In 1980, petitioners purchased a home in Redwood City, California, for $175,000. The purchase was financed, in part, with a $140,000, 30-year loan from the Bank of America (the bank). The loan was evidenced by a note and secured by a deed of trust. The note bore interest at the rate of 12.25 percent per year and provided for monthly installment payments of $1,467.47, each due on the first day of the month. The note further provided:
Notwithstanding any other provision of this Note, if default be made in the payment when due of any part or installment of principal and interest, the undersigned agrees to pay a delinquency charge for each installment in default 15 days in an amount equal to 4% of each such installment.

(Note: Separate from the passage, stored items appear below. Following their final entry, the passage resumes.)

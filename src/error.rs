/*
 * Responsibility
 * - HTTP 境界のエラー型 (AppError)
 * - IntoResponse 実装 (HTTP status / JSON error body)
 * - AuthError / UserError → AppError の変換 (status code の対応表はここだけ)
 */
use axum::{
    Json,
    http::StatusCode,
    response::{IntoResponse, Response},
};
use serde::Serialize;
use thiserror::Error;
use tracing::error;

use crate::repos::RepoError;
use crate::services::auth::AuthError;
use crate::services::users::UserError;

#[derive(Debug, Serialize)]
pub struct ErrorResponse {
    pub error: ErrorBody,
}

#[derive(Debug, Serialize)]
pub struct ErrorBody {
    pub code: &'static str,
    pub message: String,
}

#[derive(Debug, Error)]
pub enum AppError {
    #[error("{code}: {message}")]
    BadRequest { code: &'static str, message: String },

    #[error("{code}: {message}")]
    Unauthorized { code: &'static str, message: String },

    #[error("forbidden")]
    Forbidden,

    #[error("not found: {resource}")]
    NotFound { resource: &'static str },

    #[error("{code}: {message}")]
    Conflict { code: &'static str, message: String },

    #[error("internal server error")]
    Internal,
}

impl AppError {
    pub fn bad_request(code: &'static str, message: impl Into<String>) -> Self {
        Self::BadRequest {
            code,
            message: message.into(),
        }
    }

    pub fn unauthorized(code: &'static str, message: impl Into<String>) -> Self {
        Self::Unauthorized {
            code,
            message: message.into(),
        }
    }

    pub fn not_found(resource: &'static str) -> Self {
        Self::NotFound { resource }
    }

    pub fn conflict(code: &'static str, message: impl Into<String>) -> Self {
        Self::Conflict {
            code,
            message: message.into(),
        }
    }

    pub fn status(&self) -> StatusCode {
        match self {
            AppError::BadRequest { .. } => StatusCode::BAD_REQUEST,
            AppError::Unauthorized { .. } => StatusCode::UNAUTHORIZED,
            AppError::Forbidden => StatusCode::FORBIDDEN,
            AppError::NotFound { .. } => StatusCode::NOT_FOUND,
            AppError::Conflict { .. } => StatusCode::CONFLICT,
            AppError::Internal => StatusCode::INTERNAL_SERVER_ERROR,
        }
    }
}

impl IntoResponse for AppError {
    fn into_response(self) -> Response {
        let status = self.status();
        let (code, message) = match self {
            AppError::BadRequest { code, message } => (code, message),
            AppError::Unauthorized { code, message } => (code, message),
            AppError::Forbidden => ("FORBIDDEN", "permission denied".into()),
            AppError::NotFound { resource } => ("NOT_FOUND", format!("{resource} not found.")),
            AppError::Conflict { code, message } => (code, message),
            AppError::Internal => ("INTERNAL_SERVER_ERROR", "internal server error".into()),
        };

        let body = ErrorResponse {
            error: ErrorBody { code, message },
        };

        (status, Json(body)).into_response()
    }
}

impl From<AuthError> for AppError {
    fn from(e: AuthError) -> Self {
        let message = e.to_string();
        match e {
            AuthError::InvalidCredential => AppError::unauthorized("INVALID_CREDENTIAL", message),
            AuthError::ExpiredSession => AppError::unauthorized("EXPIRED_SESSION", message),
            AuthError::InvalidCode => AppError::unauthorized("INVALID_CODE", message),
            AuthError::CodeExpired => AppError::unauthorized("CODE_EXPIRED", message),
            // Purpose mismatches are not explained to the client.
            AuthError::InvalidToken | AuthError::PurposeMismatch { .. } => {
                AppError::unauthorized("INVALID_TOKEN", "invalid token")
            }
            AuthError::DuplicatePassword => AppError::bad_request("DUPLICATE_PASSWORD", message),
            AuthError::AccountNotFound => AppError::not_found("account"),
            AuthError::Forbidden => AppError::Forbidden,
            AuthError::RoleNotFound
            | AuthError::SigningFailure
            | AuthError::LifetimeOutOfRange
            | AuthError::Hashing
            | AuthError::Store(_) => {
                error!(error = %e, "internal authentication failure");
                AppError::Internal
            }
        }
    }
}

impl From<UserError> for AppError {
    fn from(e: UserError) -> Self {
        let message = e.to_string();
        match e {
            UserError::EmailTaken => AppError::conflict("EMAIL_TAKEN", message),
            UserError::UsernameTaken => AppError::conflict("USERNAME_TAKEN", message),
            // Lost a race against a concurrent create or update.
            UserError::Store(RepoError::Conflict) => {
                AppError::conflict("DUPLICATE_ACCOUNT", "username or email is already in use")
            }
            UserError::AccountNotFound => AppError::not_found("account"),
            UserError::UnknownRole(_) => AppError::bad_request("UNKNOWN_ROLE", message),
            UserError::NoRoleToRemove => AppError::bad_request("NO_ROLE_TO_REMOVE", message),
            UserError::RoleNotFound | UserError::Hashing | UserError::Store(_) => {
                error!(error = %e, "internal account administration failure");
                AppError::Internal
            }
        }
    }
}

#[cfg(test)]
mod tests {
    use super::*;
    use crate::services::auth::TokenPurpose;

    #[test]
    fn auth_errors_map_to_statuses() {
        let cases = [
            (AuthError::InvalidCredential, StatusCode::UNAUTHORIZED),
            (AuthError::ExpiredSession, StatusCode::UNAUTHORIZED),
            (AuthError::InvalidCode, StatusCode::UNAUTHORIZED),
            (AuthError::CodeExpired, StatusCode::UNAUTHORIZED),
            (AuthError::InvalidToken, StatusCode::UNAUTHORIZED),
            (
                AuthError::PurposeMismatch {
                    expected: TokenPurpose::AccessToken,
                    actual: TokenPurpose::RefreshToken,
                },
                StatusCode::UNAUTHORIZED,
            ),
            (AuthError::DuplicatePassword, StatusCode::BAD_REQUEST),
            (AuthError::AccountNotFound, StatusCode::NOT_FOUND),
            (AuthError::Forbidden, StatusCode::FORBIDDEN),
            (AuthError::RoleNotFound, StatusCode::INTERNAL_SERVER_ERROR),
            (AuthError::SigningFailure, StatusCode::INTERNAL_SERVER_ERROR),
            (
                AuthError::Store(RepoError::Conflict),
                StatusCode::INTERNAL_SERVER_ERROR,
            ),
        ];

        for (auth, status) in cases {
            assert_eq!(AppError::from(auth).status(), status);
        }
    }

    #[test]
    fn user_errors_map_to_statuses() {
        let cases = [
            (UserError::EmailTaken, StatusCode::CONFLICT),
            (UserError::UsernameTaken, StatusCode::CONFLICT),
            (UserError::Store(RepoError::Conflict), StatusCode::CONFLICT),
            (UserError::AccountNotFound, StatusCode::NOT_FOUND),
            (UserError::UnknownRole("root".into()), StatusCode::BAD_REQUEST),
            (UserError::NoRoleToRemove, StatusCode::BAD_REQUEST),
            (UserError::RoleNotFound, StatusCode::INTERNAL_SERVER_ERROR),
            (UserError::Hashing, StatusCode::INTERNAL_SERVER_ERROR),
        ];

        for (user, status) in cases {
            assert_eq!(AppError::from(user).status(), status);
        }
    }

    #[test]
    fn lifetime_overflow_is_internal() {
        assert_eq!(
            AppError::from(AuthError::LifetimeOutOfRange).status(),
            StatusCode::INTERNAL_SERVER_ERROR
        );
    }

    #[test]
    fn purpose_mismatch_is_not_explained() {
        let err = AppError::from(AuthError::PurposeMismatch {
            expected: TokenPurpose::AccessToken,
            actual: TokenPurpose::RefreshToken,
        });
        assert!(!err.to_string().contains("refresh_token"));
    }
}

(Prior to 1975, the bank imposed a 2-percent late payment charge. In 1975, the bank raised the late payment charge to 4 percent. The bank's internal records reflect that this increase was made to recover more of the costs resulting from delinquent real estate loans.)
Sometime in 1982 and continuing into 1983, petitioners ceased making the required monthly installment payments. They received a delinquency notification from the bank and were informed that a delinquency charge was being imposed. The bank accrued such charge on monthly billing statements sent to, and received by, petitioners. In 1983, petitioners paid $997 as delinquency charges, of which $469 related to 1982. Petitioners deducted the $997 as interest on their 1983 tax return; by way of a stipulation filed at trial they conceded that $469 of the $997 in late payment charges claimed on their 1983 return is not deductible because they are accrual basis taxpayers and such charges relate to 1982. Respondent disallowed the deduction on the grounds that the late payment charges were not interest.
The amount of the late charge imposed by the bank is a percentage of the delinquent installment. It does not increase as the period of delinquency increases; it is not considered a "finance charge" for Federal Truth in Lending law purposes.
In 1983, the bank's Standard Procedures Manual provided that late charges of the nature incurred by petitioners were to "compensate [the bank] for expenses and lost earnings."
In the first month that a loan is delinquent, the bank's costs of collection are negligible. As time passes, additional costs are incurred and increase disproportionately. Foreclosure proceedings are not considered until a borrower has been in default for three months. After such time, a computer printout is generated listing those borrowers in default for 90 days; one of the bank's managers reviews the printout to determine whether foreclosure proceedings should be brought against a specific borrower.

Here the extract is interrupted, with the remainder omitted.